Милая фрекен и господский дом | страница 24



А зимой Раннвейг еще усерднее принялась за рукоделие. Она начала ткать сложнейшие узорные ткани. На исландском станке работа подвигалась медленно. Тогда она выписала шведский станок и, вспоминая то, чему выучилась в Копенгагене, начала успешно работать над художественной тканью. Она была так ловка, способна, что на следующий год уже получила премию за свою работу на выставке рукоделий в Рейкьявике. А несколько девушек из ближайших поселков, интересующихся рукоделием, просили Раннвейг обучить их мастерству. В конце концов ей пришлось заказать второй шведский станок и организовать школу художественного рукоделия. Большая передняя в комнате пробста превратилась в комнату для занятий.

Раннвейг часто поговаривала о том, что ей хотелось бы переехать в Рейкьявик, создать там настоящую школу рукоделия для молодых девушек и, может быть, даже для молодых людей. Иногда она говорила об этом, как о чем-то решенном, но все же ее мечта не сбылась. Родители со слезами на глазах просили не покидать их. Они не могли расстаться с ней, с единственной радостью на старости лет. Добрая Раннвейг так любила их, она не могла их оставить.
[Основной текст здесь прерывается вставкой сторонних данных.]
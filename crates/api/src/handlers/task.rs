//! Handlers for the task work loop: preview, accept, submit, return,
//! and skip.
//!
//! Skip state is session data owned by the caller: requests carry it in,
//! responses echo it back (possibly mutated). The server never persists
//! it.

use std::collections::HashMap;

use axum::extract::{Path, Query, State};
use axum::http::StatusCode;
use axum::Json;
use piecework_core::error::CoreError;
use piecework_core::session::SkipState;
use piecework_core::template::populate;
use piecework_core::types::DbId;
use piecework_db::allocation;
use piecework_db::models::assignment::Assignment;
use piecework_db::models::task::Task;
use piecework_db::permissions::can_view_project;
use piecework_db::repositories::{BatchRepo, ProjectRepo, TaskRepo};
use serde::{Deserialize, Serialize};

use crate::error::{AppError, AppResult};
use crate::middleware::auth::AuthWorker;
use crate::response::DataResponse;
use crate::state::AppState;

/// A task ready for display: its inputs substituted into the project's
/// HTML template.
#[derive(Debug, Serialize)]
pub struct TaskView {
    pub task_id: DbId,
    pub batch_id: DbId,
    pub project_id: DbId,
    pub completed: bool,
    pub html: String,
    pub input_fields: HashMap<String, String>,
}

async fn build_task_view(state: &AppState, task: &Task) -> AppResult<TaskView> {
    let batch = BatchRepo::find_by_id(&state.pool, task.batch_id)
        .await?
        .ok_or(AppError::Core(CoreError::NotFound {
            entity: "Batch",
            id: task.batch_id,
        }))?;
    let project = ProjectRepo::find_by_id(&state.pool, batch.project_id)
        .await?
        .ok_or(AppError::Core(CoreError::NotFound {
            entity: "Project",
            id: batch.project_id,
        }))?;

    let inputs: Vec<(String, String)> = task.input_map().into_iter().collect();
    Ok(TaskView {
        task_id: task.id,
        batch_id: batch.id,
        project_id: project.id,
        completed: task.completed,
        html: populate(&project.html_template, &inputs),
        input_fields: task.input_map(),
    })
}

/// Request body carrying the caller-owned skip state.
#[derive(Debug, Default, Deserialize)]
pub struct SessionBody {
    #[serde(default)]
    pub session: SkipState,
}

#[derive(Debug, Serialize)]
pub struct AcceptResponse {
    pub assignment: Assignment,
    pub task: TaskView,
    /// True when every remaining task had been skipped; the skip list
    /// for this batch has been cleared.
    pub only_skipped_remain: bool,
    pub session: SkipState,
}

/// POST /api/v1/batches/{id}/accept
///
/// Claim the next available task. Responds 404 when nothing in the
/// batch is available to this worker.
pub async fn accept_next(
    State(state): State<AppState>,
    AuthWorker(worker): AuthWorker,
    Path(batch_id): Path<DbId>,
    Json(body): Json<SessionBody>,
) -> AppResult<Json<DataResponse<AcceptResponse>>> {
    let mut session = body.session;
    let accepted = allocation::accept_next(&state.pool, batch_id, worker, &mut session)
        .await?
        .ok_or_else(|| {
            AppError::Core(CoreError::NotFound {
                entity: "Available Task",
                id: batch_id,
            })
        })?;

    let task = TaskRepo::find_by_id(&state.pool, accepted.assignment.task_id)
        .await?
        .ok_or(AppError::Core(CoreError::NotFound {
            entity: "Task",
            id: accepted.assignment.task_id,
        }))?;
    let view = build_task_view(&state, &task).await?;

    Ok(Json(DataResponse {
        data: AcceptResponse {
            assignment: accepted.assignment,
            task: view,
            only_skipped_remain: accepted.only_skipped_remain,
            session,
        },
    }))
}

#[derive(Debug, Deserialize)]
pub struct PreviewParams {
    /// JSON-encoded [`SkipState`], as handed back by earlier responses.
    pub skip: Option<String>,
}

#[derive(Debug, Serialize)]
pub struct PreviewResponse {
    pub task: TaskView,
    pub only_skipped_remain: bool,
    pub session: SkipState,
}

/// GET /api/v1/batches/{id}/tasks/next?skip=...
///
/// Read-only preview of the task `accept_next` would claim. Takes no
/// locks and creates nothing; two workers may preview the same task.
pub async fn preview_next(
    State(state): State<AppState>,
    AuthWorker(worker): AuthWorker,
    Path(batch_id): Path<DbId>,
    Query(params): Query<PreviewParams>,
) -> AppResult<Json<DataResponse<PreviewResponse>>> {
    let mut session: SkipState = match params.skip.as_deref() {
        Some(raw) => serde_json::from_str(raw)
            .map_err(|e| AppError::BadRequest(format!("Invalid skip state: {e}")))?,
        None => SkipState::default(),
    };

    let (task, only_skipped_remain) =
        allocation::preview_next(&state.pool, batch_id, worker, &mut session)
            .await?
            .ok_or_else(|| {
                AppError::Core(CoreError::NotFound {
                    entity: "Available Task",
                    id: batch_id,
                })
            })?;
    let view = build_task_view(&state, &task).await?;

    Ok(Json(DataResponse {
        data: PreviewResponse {
            task: view,
            only_skipped_remain,
            session,
        },
    }))
}

/// POST /api/v1/batches/{batch_id}/tasks/{task_id}/accept
pub async fn accept_specific(
    State(state): State<AppState>,
    AuthWorker(worker): AuthWorker,
    Path((batch_id, task_id)): Path<(DbId, DbId)>,
) -> AppResult<Json<DataResponse<Assignment>>> {
    let assignment = allocation::accept_task(&state.pool, batch_id, task_id, worker).await?;
    Ok(Json(DataResponse { data: assignment }))
}

#[derive(Debug, Deserialize)]
pub struct SubmitBody {
    pub answers: serde_json::Map<String, serde_json::Value>,
}

/// POST /api/v1/tasks/{task_id}/assignments/{assignment_id}/submit
pub async fn submit(
    State(state): State<AppState>,
    AuthWorker(worker): AuthWorker,
    Path((task_id, assignment_id)): Path<(DbId, DbId)>,
    Json(body): Json<SubmitBody>,
) -> AppResult<Json<DataResponse<Assignment>>> {
    let assignment =
        allocation::submit(&state.pool, task_id, assignment_id, worker, body.answers).await?;
    Ok(Json(DataResponse { data: assignment }))
}

/// POST /api/v1/tasks/{task_id}/assignments/{assignment_id}/return
pub async fn return_assignment(
    State(state): State<AppState>,
    AuthWorker(worker): AuthWorker,
    Path((task_id, assignment_id)): Path<(DbId, DbId)>,
) -> AppResult<StatusCode> {
    allocation::return_assignment(&state.pool, task_id, assignment_id, worker).await?;
    Ok(StatusCode::NO_CONTENT)
}

/// POST /api/v1/batches/{batch_id}/tasks/{task_id}/skip
///
/// Pure session mutation: records the task in the caller's skip list and
/// echoes the updated state. Nothing is written server-side.
pub async fn skip(
    State(state): State<AppState>,
    Path((batch_id, task_id)): Path<(DbId, DbId)>,
    Json(body): Json<SessionBody>,
) -> AppResult<Json<DataResponse<SkipState>>> {
    let task = TaskRepo::find_by_id(&state.pool, task_id)
        .await?
        .filter(|t| t.batch_id == batch_id)
        .ok_or(AppError::Core(CoreError::NotFound {
            entity: "Task",
            id: task_id,
        }))?;

    let mut session = body.session;
    session.skip(batch_id, task.id);
    Ok(Json(DataResponse { data: session }))
}

/// GET /api/v1/tasks/{id}
pub async fn get_by_id(
    State(state): State<AppState>,
    AuthWorker(worker): AuthWorker,
    Path(id): Path<DbId>,
) -> AppResult<Json<DataResponse<TaskView>>> {
    let task = TaskRepo::find_by_id(&state.pool, id)
        .await?
        .ok_or(AppError::Core(CoreError::NotFound { entity: "Task", id }))?;

    let batch = BatchRepo::find_by_id(&state.pool, task.batch_id)
        .await?
        .ok_or(AppError::Core(CoreError::NotFound {
            entity: "Batch",
            id: task.batch_id,
        }))?;
    let project = ProjectRepo::find_by_id(&state.pool, batch.project_id)
        .await?
        .ok_or(AppError::Core(CoreError::NotFound {
            entity: "Project",
            id: batch.project_id,
        }))?;
    if !can_view_project(&state.pool, worker, &project).await? {
        return Err(AppError::Core(CoreError::Forbidden(
            "You do not have permission to view this Task".into(),
        )));
    }

    let view = build_task_view(&state, &task).await?;
    Ok(Json(DataResponse { data: view }))
}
И Раннвейг осталась. А родители так сильно любили эту свою единственную радость, что стоило Раннвейг отлучиться в гости хотя бы на одну ночь, как они тотчас же посылали экономку из господского дома проследить, чтобы дочь их, чего доброго, не споткнулась о камень. В доме все делалось для Раннвейг. Трудно было найти человека, к которому близкие относились бы с большей любовью, чем к Раннвейг.
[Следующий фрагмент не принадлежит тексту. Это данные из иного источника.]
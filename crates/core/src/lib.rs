//! Domain logic for the piecework microtask platform.
//!
//! Everything in this crate is pure computation: template processing,
//! CSV parsing and assembly, skip-list session state, and work-time
//! statistics. Persistence lives in `piecework-db`, HTTP in
//! `piecework-api`.

pub mod csv_input;
pub mod error;
pub mod export;
pub mod session;
pub mod stats;
pub mod template;
pub mod types;
pub mod worker;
А годы шли один за другим. И мало-помалу забывалось все, что произошло с Раннвейг в Дании: скоропостижная смерть жениха, рождение мальчика. Спустя пять лет все было забыто, все исчезло из памяти, как исчезают развалины, покрывшиеся зеленой травой. Еще два года, и фрекен Раннвейг опять будет ходить в девицах. Она и выглядеть уж стала иначе. Ее серо-синие глаза вновь излучали жизненную силу. Правда, у глаз стали собираться морщинки. Не от усердной ли работы у станка? Особенно они бросались в глаза в холодную погоду. Конечно, поблекли девичьи краски и губы иногда казались синими, и под глазами образовались едва заметные мешочки. Раннвейг раздалась в бедрах, конечно, оттого, что подолгу сидела у станка. Грудь не была высокой, как прежде. И все же Раннвейг казалась привлекательной. Ее кроткая натура обогатилась опытом. Только слух у нее стал хуже. Это — последствие перенесенной болезни.